START Records for processing
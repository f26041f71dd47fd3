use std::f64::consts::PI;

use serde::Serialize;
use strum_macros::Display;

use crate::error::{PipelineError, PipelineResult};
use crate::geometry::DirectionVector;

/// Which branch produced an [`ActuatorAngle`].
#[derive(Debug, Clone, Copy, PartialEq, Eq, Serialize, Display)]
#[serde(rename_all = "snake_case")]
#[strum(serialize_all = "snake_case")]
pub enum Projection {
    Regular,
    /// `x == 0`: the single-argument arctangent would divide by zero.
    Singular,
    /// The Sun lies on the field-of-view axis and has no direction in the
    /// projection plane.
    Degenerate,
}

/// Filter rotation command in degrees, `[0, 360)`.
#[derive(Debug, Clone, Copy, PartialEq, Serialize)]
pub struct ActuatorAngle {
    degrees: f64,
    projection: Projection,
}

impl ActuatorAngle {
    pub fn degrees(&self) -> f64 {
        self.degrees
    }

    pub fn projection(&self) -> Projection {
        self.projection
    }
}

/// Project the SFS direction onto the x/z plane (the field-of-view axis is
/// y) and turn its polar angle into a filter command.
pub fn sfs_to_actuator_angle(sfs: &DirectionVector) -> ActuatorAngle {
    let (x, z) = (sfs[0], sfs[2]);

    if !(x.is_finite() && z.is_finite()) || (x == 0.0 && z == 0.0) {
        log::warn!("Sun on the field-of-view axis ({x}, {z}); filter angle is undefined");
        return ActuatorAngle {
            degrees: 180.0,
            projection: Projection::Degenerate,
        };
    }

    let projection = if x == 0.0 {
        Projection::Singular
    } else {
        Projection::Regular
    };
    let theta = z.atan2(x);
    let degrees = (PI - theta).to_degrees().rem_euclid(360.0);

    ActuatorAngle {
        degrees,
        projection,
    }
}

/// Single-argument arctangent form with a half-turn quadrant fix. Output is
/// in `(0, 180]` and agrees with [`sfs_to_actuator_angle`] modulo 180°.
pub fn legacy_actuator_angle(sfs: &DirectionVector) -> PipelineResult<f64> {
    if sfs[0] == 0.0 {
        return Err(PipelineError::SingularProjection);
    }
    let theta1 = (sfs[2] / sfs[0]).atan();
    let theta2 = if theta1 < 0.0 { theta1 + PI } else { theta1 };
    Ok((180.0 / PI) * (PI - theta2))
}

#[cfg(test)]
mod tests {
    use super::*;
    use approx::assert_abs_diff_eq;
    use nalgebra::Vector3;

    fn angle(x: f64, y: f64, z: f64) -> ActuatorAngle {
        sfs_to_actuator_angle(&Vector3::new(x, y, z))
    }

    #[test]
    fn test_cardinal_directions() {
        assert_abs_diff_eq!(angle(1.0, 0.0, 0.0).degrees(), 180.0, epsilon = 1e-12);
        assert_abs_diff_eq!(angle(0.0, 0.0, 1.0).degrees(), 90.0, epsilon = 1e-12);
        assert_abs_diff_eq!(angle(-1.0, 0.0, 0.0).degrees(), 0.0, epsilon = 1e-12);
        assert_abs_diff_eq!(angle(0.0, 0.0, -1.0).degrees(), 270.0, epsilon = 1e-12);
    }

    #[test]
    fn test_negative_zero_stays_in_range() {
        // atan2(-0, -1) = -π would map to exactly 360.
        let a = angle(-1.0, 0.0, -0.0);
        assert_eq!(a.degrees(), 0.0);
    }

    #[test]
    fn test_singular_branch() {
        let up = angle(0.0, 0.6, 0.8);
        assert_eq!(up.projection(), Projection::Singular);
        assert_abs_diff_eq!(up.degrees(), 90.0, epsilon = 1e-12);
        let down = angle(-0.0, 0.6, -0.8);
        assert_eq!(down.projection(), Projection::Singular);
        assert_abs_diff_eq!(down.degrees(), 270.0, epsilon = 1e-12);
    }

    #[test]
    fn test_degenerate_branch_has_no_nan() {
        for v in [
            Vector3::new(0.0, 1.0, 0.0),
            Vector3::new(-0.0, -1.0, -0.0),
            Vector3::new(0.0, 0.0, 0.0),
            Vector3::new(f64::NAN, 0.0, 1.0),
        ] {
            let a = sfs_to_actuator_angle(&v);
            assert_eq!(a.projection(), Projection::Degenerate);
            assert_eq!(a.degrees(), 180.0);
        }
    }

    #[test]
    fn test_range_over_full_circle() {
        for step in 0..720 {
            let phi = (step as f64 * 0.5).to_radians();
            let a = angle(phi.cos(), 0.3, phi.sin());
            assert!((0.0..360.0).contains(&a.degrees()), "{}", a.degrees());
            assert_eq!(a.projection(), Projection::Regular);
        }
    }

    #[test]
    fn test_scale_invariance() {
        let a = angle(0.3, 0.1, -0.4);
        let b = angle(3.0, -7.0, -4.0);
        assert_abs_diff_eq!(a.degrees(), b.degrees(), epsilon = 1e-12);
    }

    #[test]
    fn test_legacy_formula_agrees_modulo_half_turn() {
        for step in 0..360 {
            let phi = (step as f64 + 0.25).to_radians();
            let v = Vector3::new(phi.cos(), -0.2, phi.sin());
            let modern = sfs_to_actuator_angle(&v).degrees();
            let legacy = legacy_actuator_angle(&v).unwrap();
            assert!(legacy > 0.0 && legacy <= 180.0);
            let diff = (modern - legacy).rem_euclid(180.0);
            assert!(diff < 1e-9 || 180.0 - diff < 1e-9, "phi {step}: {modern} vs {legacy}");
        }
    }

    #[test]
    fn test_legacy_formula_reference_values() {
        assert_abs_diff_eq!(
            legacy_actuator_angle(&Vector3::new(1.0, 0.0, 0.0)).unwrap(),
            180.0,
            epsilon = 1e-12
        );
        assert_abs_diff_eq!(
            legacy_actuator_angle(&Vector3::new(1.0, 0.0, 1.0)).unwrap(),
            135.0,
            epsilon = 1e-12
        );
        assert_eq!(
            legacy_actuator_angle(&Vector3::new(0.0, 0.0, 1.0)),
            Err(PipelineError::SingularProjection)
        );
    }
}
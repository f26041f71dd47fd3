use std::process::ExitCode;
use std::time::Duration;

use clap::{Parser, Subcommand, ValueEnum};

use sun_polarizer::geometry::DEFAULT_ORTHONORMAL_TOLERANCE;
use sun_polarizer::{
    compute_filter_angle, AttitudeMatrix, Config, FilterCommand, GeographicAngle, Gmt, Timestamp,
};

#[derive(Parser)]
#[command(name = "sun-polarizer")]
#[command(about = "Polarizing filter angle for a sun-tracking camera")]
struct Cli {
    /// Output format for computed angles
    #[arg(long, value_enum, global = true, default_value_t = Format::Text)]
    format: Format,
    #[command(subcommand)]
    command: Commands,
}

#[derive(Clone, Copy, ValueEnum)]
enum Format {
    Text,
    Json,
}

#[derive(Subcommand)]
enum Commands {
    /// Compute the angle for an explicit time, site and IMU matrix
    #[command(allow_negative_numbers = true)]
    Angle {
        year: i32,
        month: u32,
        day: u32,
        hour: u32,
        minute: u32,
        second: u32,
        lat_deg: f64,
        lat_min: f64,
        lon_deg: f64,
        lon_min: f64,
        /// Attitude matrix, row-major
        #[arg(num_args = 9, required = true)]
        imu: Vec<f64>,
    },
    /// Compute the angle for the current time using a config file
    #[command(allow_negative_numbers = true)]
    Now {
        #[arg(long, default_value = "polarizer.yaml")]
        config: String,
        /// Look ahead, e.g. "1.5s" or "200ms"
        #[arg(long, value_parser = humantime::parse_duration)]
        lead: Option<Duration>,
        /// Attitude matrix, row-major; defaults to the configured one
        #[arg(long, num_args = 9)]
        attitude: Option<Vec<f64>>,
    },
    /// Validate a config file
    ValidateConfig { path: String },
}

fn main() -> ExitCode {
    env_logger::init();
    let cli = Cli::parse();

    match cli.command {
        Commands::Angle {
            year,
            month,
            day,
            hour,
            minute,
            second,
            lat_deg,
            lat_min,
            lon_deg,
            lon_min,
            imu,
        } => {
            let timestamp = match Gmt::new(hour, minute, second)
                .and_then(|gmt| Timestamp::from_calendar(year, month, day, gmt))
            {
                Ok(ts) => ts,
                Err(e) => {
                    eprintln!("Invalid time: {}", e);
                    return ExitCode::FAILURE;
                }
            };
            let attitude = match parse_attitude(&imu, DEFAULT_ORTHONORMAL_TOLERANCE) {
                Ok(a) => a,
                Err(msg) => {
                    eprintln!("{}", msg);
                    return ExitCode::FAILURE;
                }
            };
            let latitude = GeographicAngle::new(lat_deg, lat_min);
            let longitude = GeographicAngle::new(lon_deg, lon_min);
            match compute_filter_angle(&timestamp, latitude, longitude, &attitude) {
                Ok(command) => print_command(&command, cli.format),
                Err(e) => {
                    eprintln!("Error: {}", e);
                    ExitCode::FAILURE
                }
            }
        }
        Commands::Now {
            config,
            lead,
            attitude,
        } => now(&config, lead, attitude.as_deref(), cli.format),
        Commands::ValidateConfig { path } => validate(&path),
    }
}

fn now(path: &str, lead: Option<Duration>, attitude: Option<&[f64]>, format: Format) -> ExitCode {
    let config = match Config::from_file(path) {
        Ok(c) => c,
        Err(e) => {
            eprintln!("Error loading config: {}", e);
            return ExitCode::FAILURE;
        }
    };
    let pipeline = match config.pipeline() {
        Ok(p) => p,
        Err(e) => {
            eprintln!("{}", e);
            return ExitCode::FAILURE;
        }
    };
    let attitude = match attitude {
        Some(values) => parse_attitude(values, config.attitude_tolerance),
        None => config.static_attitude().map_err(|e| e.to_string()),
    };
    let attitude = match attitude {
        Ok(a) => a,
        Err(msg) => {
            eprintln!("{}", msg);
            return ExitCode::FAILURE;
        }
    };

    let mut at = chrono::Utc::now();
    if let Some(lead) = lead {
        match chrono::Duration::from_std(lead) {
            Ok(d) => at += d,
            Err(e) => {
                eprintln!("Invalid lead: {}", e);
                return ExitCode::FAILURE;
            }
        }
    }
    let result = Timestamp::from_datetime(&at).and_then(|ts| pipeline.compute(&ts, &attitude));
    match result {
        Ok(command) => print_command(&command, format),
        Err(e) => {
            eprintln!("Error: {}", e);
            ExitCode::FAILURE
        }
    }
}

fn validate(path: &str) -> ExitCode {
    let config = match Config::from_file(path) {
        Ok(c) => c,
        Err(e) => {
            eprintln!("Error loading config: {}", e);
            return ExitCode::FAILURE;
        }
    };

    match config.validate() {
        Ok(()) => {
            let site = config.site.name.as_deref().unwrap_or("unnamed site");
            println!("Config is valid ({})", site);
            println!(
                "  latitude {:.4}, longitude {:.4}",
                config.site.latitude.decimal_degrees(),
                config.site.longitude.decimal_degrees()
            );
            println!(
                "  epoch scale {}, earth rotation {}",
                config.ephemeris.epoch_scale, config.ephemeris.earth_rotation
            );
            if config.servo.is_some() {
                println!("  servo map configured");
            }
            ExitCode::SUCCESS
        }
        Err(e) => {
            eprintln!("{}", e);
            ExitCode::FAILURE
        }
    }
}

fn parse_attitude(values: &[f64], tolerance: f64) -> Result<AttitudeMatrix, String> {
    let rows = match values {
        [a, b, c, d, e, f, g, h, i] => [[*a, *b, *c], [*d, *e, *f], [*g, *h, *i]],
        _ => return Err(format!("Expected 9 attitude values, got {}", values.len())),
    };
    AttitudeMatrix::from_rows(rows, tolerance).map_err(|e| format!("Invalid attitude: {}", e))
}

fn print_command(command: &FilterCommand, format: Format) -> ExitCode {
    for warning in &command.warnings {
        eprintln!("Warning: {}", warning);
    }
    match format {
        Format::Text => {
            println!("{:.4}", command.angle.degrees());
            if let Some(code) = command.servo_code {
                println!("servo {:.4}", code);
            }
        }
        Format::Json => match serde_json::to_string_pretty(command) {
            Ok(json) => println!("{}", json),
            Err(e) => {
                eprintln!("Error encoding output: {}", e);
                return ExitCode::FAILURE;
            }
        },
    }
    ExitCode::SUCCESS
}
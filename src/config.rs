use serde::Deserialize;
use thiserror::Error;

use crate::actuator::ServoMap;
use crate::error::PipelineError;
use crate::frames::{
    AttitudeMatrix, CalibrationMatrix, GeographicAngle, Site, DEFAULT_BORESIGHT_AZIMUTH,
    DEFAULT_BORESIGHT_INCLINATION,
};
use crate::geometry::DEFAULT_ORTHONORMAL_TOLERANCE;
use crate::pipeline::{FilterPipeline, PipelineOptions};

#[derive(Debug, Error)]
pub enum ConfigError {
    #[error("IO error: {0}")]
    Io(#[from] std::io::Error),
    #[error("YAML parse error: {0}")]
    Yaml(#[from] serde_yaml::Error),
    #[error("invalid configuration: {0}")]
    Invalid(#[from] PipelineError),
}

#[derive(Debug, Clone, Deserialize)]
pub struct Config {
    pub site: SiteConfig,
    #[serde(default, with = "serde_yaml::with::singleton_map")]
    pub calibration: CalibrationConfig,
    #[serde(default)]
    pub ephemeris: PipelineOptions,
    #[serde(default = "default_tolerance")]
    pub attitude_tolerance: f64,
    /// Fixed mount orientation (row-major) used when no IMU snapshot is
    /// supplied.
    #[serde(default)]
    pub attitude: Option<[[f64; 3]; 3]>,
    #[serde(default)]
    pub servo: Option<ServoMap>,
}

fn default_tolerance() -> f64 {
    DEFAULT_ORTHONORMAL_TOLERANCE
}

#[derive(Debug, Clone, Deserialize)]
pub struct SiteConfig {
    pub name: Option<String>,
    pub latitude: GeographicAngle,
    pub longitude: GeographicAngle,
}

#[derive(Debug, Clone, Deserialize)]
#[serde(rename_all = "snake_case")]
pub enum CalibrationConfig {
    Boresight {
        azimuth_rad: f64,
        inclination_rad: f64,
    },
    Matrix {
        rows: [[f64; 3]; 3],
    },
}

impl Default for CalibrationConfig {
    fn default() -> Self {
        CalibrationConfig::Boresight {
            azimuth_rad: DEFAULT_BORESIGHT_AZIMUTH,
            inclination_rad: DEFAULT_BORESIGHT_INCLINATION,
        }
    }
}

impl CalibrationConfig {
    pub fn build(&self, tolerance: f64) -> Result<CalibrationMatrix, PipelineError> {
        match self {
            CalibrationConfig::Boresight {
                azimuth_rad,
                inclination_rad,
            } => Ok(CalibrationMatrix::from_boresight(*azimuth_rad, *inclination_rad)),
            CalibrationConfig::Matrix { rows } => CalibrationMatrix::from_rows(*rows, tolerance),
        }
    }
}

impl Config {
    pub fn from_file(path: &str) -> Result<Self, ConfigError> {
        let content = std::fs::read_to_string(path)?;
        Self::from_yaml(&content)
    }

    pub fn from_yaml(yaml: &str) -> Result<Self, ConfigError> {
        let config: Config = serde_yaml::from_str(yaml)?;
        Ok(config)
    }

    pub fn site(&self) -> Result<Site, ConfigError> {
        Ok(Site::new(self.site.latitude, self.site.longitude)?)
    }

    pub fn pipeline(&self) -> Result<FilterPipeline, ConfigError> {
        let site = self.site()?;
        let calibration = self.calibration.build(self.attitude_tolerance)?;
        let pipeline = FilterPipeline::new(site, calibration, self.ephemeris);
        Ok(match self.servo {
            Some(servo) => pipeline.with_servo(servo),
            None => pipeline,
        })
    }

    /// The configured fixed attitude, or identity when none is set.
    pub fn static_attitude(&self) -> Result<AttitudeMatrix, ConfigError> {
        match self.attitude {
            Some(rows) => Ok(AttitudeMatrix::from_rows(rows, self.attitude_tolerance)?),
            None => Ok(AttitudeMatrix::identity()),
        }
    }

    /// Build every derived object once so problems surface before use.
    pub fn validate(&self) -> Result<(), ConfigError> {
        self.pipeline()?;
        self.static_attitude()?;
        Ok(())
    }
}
END Records for processing
Problem details: Your answer should consist of all lines above that include the string "modern".

Response to the task:
            let modern = sfs_to_actuator_angle(&v).degrees();
            let diff = (modern - legacy).rem_euclid(180.0);
            assert!(diff < 1e-9 || 180.0 - diff < 1e-9, "phi {step}: {modern} vs {legacy}");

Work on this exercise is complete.